WORK REQUIRED: Using the records below, filter out every line that lacks "Deserialize" and copy the rest.

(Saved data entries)
== Segment start ==

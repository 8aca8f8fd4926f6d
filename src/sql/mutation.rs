use std::sync::Arc;

use crate::core::{Column, Result, Value};
use crate::persister::{CollectionElementKind, CollectionPersister, EntityPersister, PersisterRegistry};

use super::ast::{
    Assignment, DeleteStatement, Expr, FromClause, InsertStatement, QuerySpec, Statement, TableReference,
    UpdateStatement,
};
use super::dialect::Dialect;
use super::render::{RenderedStatement, SqlAstRenderer};

/// Write statements of one entity.
///
/// Parameter order:
/// - insert: id, version, properties
/// - update: properties, new version, id, old version
/// - delete: id, old version
/// - exists: id
#[derive(Debug, Clone)]
pub struct EntityMutationSql {
    pub insert: Arc<RenderedStatement>,
    /// Absent for immutable entities
    pub update: Option<Arc<RenderedStatement>>,
    pub delete: Arc<RenderedStatement>,
    /// Selects the first id column of the row, if there is one
    pub exists: Arc<RenderedStatement>,
}

/// Write statements of one owning collection.
///
/// `insert_row` and `delete_row` take key then element; `remove` takes key.
#[derive(Debug, Clone)]
pub struct CollectionMutationSql {
    pub insert_row: Arc<RenderedStatement>,
    pub delete_row: Arc<RenderedStatement>,
    pub remove: Arc<RenderedStatement>,
}

pub struct MutationSqlBuilder<'a> {
    dialect: &'a dyn Dialect,
}

struct Params {
    next: usize,
}

impl Params {
    fn next(&mut self, column: &Column) -> Expr {
        let expr = Expr::positional(self.next, column.sql_type);
        self.next += 1;
        expr
    }

    fn restrict(&mut self, columns: &[Column]) -> Vec<Expr> {
        columns
            .iter()
            .map(|c| Expr::eq(Expr::column(None, c.name.clone()), self.next(c)))
            .collect()
    }
}

impl<'a> MutationSqlBuilder<'a> {
    pub fn new(dialect: &'a dyn Dialect) -> Self {
        Self { dialect }
    }

    fn render(&self, statement: Statement) -> Result<Arc<RenderedStatement>> {
        Ok(Arc::new(SqlAstRenderer::render(&statement, self.dialect)?))
    }

    pub fn entity(&self, persister: &EntityPersister) -> Result<EntityMutationSql> {
        let properties = persister.property_columns();
        let version = persister.version_column();

        let mut columns: Vec<Column> = persister.id_columns().to_vec();
        columns.extend(version.cloned());
        columns.extend(properties.iter().cloned());
        let mut params = Params { next: 0 };
        let insert = self.render(Statement::Insert(InsertStatement {
            table: persister.table().to_string(),
            columns: columns.iter().map(|c| c.name.clone()).collect(),
            values: columns.iter().map(|c| params.next(c)).collect(),
        }))?;

        let update = if persister.is_mutable() {
            let mut params = Params { next: 0 };
            let mut assignments: Vec<Assignment> = properties
                .iter()
                .map(|c| Assignment {
                    column: c.name.clone(),
                    value: params.next(c),
                })
                .collect();
            if let Some(column) = version {
                assignments.push(Assignment {
                    column: column.name.clone(),
                    value: params.next(column),
                });
            }
            let mut restriction = params.restrict(persister.id_columns());
            if let Some(column) = version {
                restriction.extend(params.restrict(std::slice::from_ref(column)));
            }
            Some(self.render(Statement::Update(UpdateStatement {
                table: persister.table().to_string(),
                assignments,
                selection: Some(Expr::and(restriction)),
            }))?)
        } else {
            None
        };

        let mut params = Params { next: 0 };
        let mut restriction = params.restrict(persister.id_columns());
        if let Some(column) = version {
            restriction.extend(params.restrict(std::slice::from_ref(column)));
        }
        let delete = self.render(Statement::Delete(DeleteStatement {
            table: persister.table().to_string(),
            selection: Some(Expr::and(restriction)),
        }))?;

        let alias = "e";
        let mut spec = QuerySpec::new(FromClause::new(TableReference::new(persister.table(), alias)));
        if let Some(first) = persister.id_columns().first() {
            spec.add_selection(Expr::column(Some(alias), first.name.clone()), None, first.sql_type);
        }
        let mut params = Params { next: 0 };
        let restriction = persister
            .id_columns()
            .iter()
            .map(|c| Expr::eq(Expr::column(Some(alias), c.name.clone()), params.next(c)))
            .collect();
        spec.restrict(Expr::and(restriction));
        let exists = self.render(Statement::Select(spec))?;

        Ok(EntityMutationSql {
            insert,
            update,
            delete,
            exists,
        })
    }

    /// `None` for inverse collections, whose rows are written by the element side.
    pub fn collection(
        &self,
        persister: &CollectionPersister,
        registry: &PersisterRegistry,
    ) -> Result<Option<CollectionMutationSql>> {
        if persister.is_inverse() {
            return Ok(None);
        }
        let table = persister.table().to_string();
        let key = persister.key_columns();
        let sql = match persister.element() {
            CollectionElementKind::Entity { target } => {
                let element = registry.entity(target)?.id_columns().to_vec();

                let mut params = Params { next: 0 };
                let assignments = key
                    .iter()
                    .map(|c| Assignment {
                        column: c.name.clone(),
                        value: params.next(c),
                    })
                    .collect();
                let insert_row = self.render(Statement::Update(UpdateStatement {
                    table: table.clone(),
                    assignments,
                    selection: Some(Expr::and(params.restrict(&element))),
                }))?;

                let mut params = Params { next: 0 };
                let mut restriction = params.restrict(key);
                restriction.extend(params.restrict(&element));
                let delete_row = self.render(Statement::Update(UpdateStatement {
                    table: table.clone(),
                    assignments: unlink(key),
                    selection: Some(Expr::and(restriction)),
                }))?;

                let mut params = Params { next: 0 };
                let remove = self.render(Statement::Update(UpdateStatement {
                    table,
                    assignments: unlink(key),
                    selection: Some(Expr::and(params.restrict(key))),
                }))?;
                CollectionMutationSql {
                    insert_row,
                    delete_row,
                    remove,
                }
            }
            CollectionElementKind::Basic { column } => {
                let mut columns = key.to_vec();
                columns.push(column.clone());

                let mut params = Params { next: 0 };
                let insert_row = self.render(Statement::Insert(InsertStatement {
                    table: table.clone(),
                    columns: columns.iter().map(|c| c.name.clone()).collect(),
                    values: columns.iter().map(|c| params.next(c)).collect(),
                }))?;

                let mut params = Params { next: 0 };
                let delete_row = self.render(Statement::Delete(DeleteStatement {
                    table: table.clone(),
                    selection: Some(Expr::and(params.restrict(&columns))),
                }))?;

                let mut params = Params { next: 0 };
                let remove = self.render(Statement::Delete(DeleteStatement {
                    table,
                    selection: Some(Expr::and(params.restrict(key))),
                }))?;
                CollectionMutationSql {
                    insert_row,
                    delete_row,
                    remove,
                }
            }
        };
        Ok(Some(sql))
    }
}

fn unlink(key: &[Column]) -> Vec<Assignment> {
    key.iter()
        .map(|c| Assignment {
            column: c.name.clone(),
            value: Expr::Literal(Value::Null),
        })
        .collect()
}

#[cfg(test)]
mod tests {
    use super::*;
    use crate::config::Settings;
    use crate::core::SqlType;
    use crate::metadata::{AttributeMapping, EntityMapping, IdentifierMapping, MappingModel};
    use crate::sql::AnsiDialect;

    fn registry() -> PersisterRegistry {
        let id = || IdentifierMapping::single("id", "id", SqlType::Integer);
        let model = MappingModel {
            entities: vec![
                EntityMapping::new("Order", "orders", id())
                    .version("version")
                    .attribute(AttributeMapping::basic("status", "status", SqlType::Text))
                    .attribute(AttributeMapping::one_to_many("lines", "LineItem", "order_id"))
                    .attribute(AttributeMapping::element_collection("tags", "order_tags", "order_id", "tag", SqlType::Text)),
                EntityMapping::new("LineItem", "line_items", id()),
            ],
            fetch_profiles: Vec::new(),
        };
        PersisterRegistry::build(&model, &Settings::default(), &AnsiDialect).unwrap()
    }

    #[test]
    fn test_entity_statements() {
        let registry = registry();
        let sql = MutationSqlBuilder::new(&AnsiDialect)
            .entity(registry.entity("Order").unwrap())
            .unwrap();
        assert_eq!(sql.insert.sql, "insert into orders (id, version, status) values (?, ?, ?)");
        assert_eq!(
            sql.update.unwrap().sql,
            "update orders set status=?, version=? where (id=? and version=?)"
        );
        assert_eq!(sql.delete.sql, "delete from orders where (id=? and version=?)");
        assert_eq!(sql.exists.sql, "select e.id from orders e where e.id=?");
    }

    #[test]
    fn test_collection_statements() {
        let registry = registry();
        let builder = MutationSqlBuilder::new(&AnsiDialect);
        let lines = builder
            .collection(registry.collection("Order.lines").unwrap(), &registry)
            .unwrap()
            .unwrap();
        assert_eq!(lines.insert_row.sql, "update line_items set order_id=? where id=?");
        assert_eq!(lines.remove.sql, "update line_items set order_id=null where order_id=?");

        let tags = builder
            .collection(registry.collection("Order.tags").unwrap(), &registry)
            .unwrap()
            .unwrap();
        assert_eq!(tags.delete_row.sql, "delete from order_tags where (order_id=? and tag=?)");
    }
}
use std::fmt;

use serde::{Deserialize, Serialize};

use super::Value;

pub type Row = Vec<Value>;

/// A mapped column and the JDBC type it is read and bound with.
#[derive(Debug, Clone, PartialEq, Eq, Hash, Serialize, Deserialize)]
pub struct Column {
    pub name: String,
    pub sql_type: SqlType,
}

impl Column {
    pub fn new(name: impl Into<String>, sql_type: SqlType) -> Self {
        Self {
            name: name.into(),
            sql_type,
        }
    }
}

/// Column type as seen by the JDBC layer.
#[derive(Debug, Clone, Copy, PartialEq, Eq, Hash, Serialize, Deserialize)]
#[serde(rename_all = "lowercase")]
pub enum SqlType {
    Integer,
    Float,
    Text,
    Boolean,
}

impl SqlType {
    pub fn is_compatible(&self, value: &Value) -> bool {
        matches!(
            (self, value),
            (_, Value::Null)
                | (Self::Integer, Value::Integer(_))
                | (Self::Float, Value::Float(_))
                | (Self::Float, Value::Integer(_))
                | (Self::Text, Value::Text(_))
                | (Self::Boolean, Value::Boolean(_))
        )
    }

    /// Assignment compatibility used for constructor resolution.
    pub fn can_widen_to(&self, other: &SqlType) -> bool {
        self == other || matches!((self, other), (Self::Integer, Self::Float))
    }

    pub fn sql_name(&self) -> &'static str {
        match self {
            Self::Integer => "bigint",
            Self::Float => "double precision",
            Self::Text => "varchar(255)",
            Self::Boolean => "boolean",
        }
    }
}

impl fmt::Display for SqlType {
    fn fmt(&self, f: &mut fmt::Formatter<'_>) -> fmt::Result {
        match self {
            Self::Integer => write!(f, "INTEGER"),
            Self::Float => write!(f, "FLOAT"),
            Self::Text => write!(f, "TEXT"),
            Self::Boolean => write!(f, "BOOLEAN"),
        }
    }
}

== Segment end ==

SOLUTION TO THIS TASK:
use serde::{Deserialize, Serialize};
#[derive(Debug, Clone, PartialEq, Eq, Hash, Serialize, Deserialize)]
#[derive(Debug, Clone, Copy, PartialEq, Eq, Hash, Serialize, Deserialize)]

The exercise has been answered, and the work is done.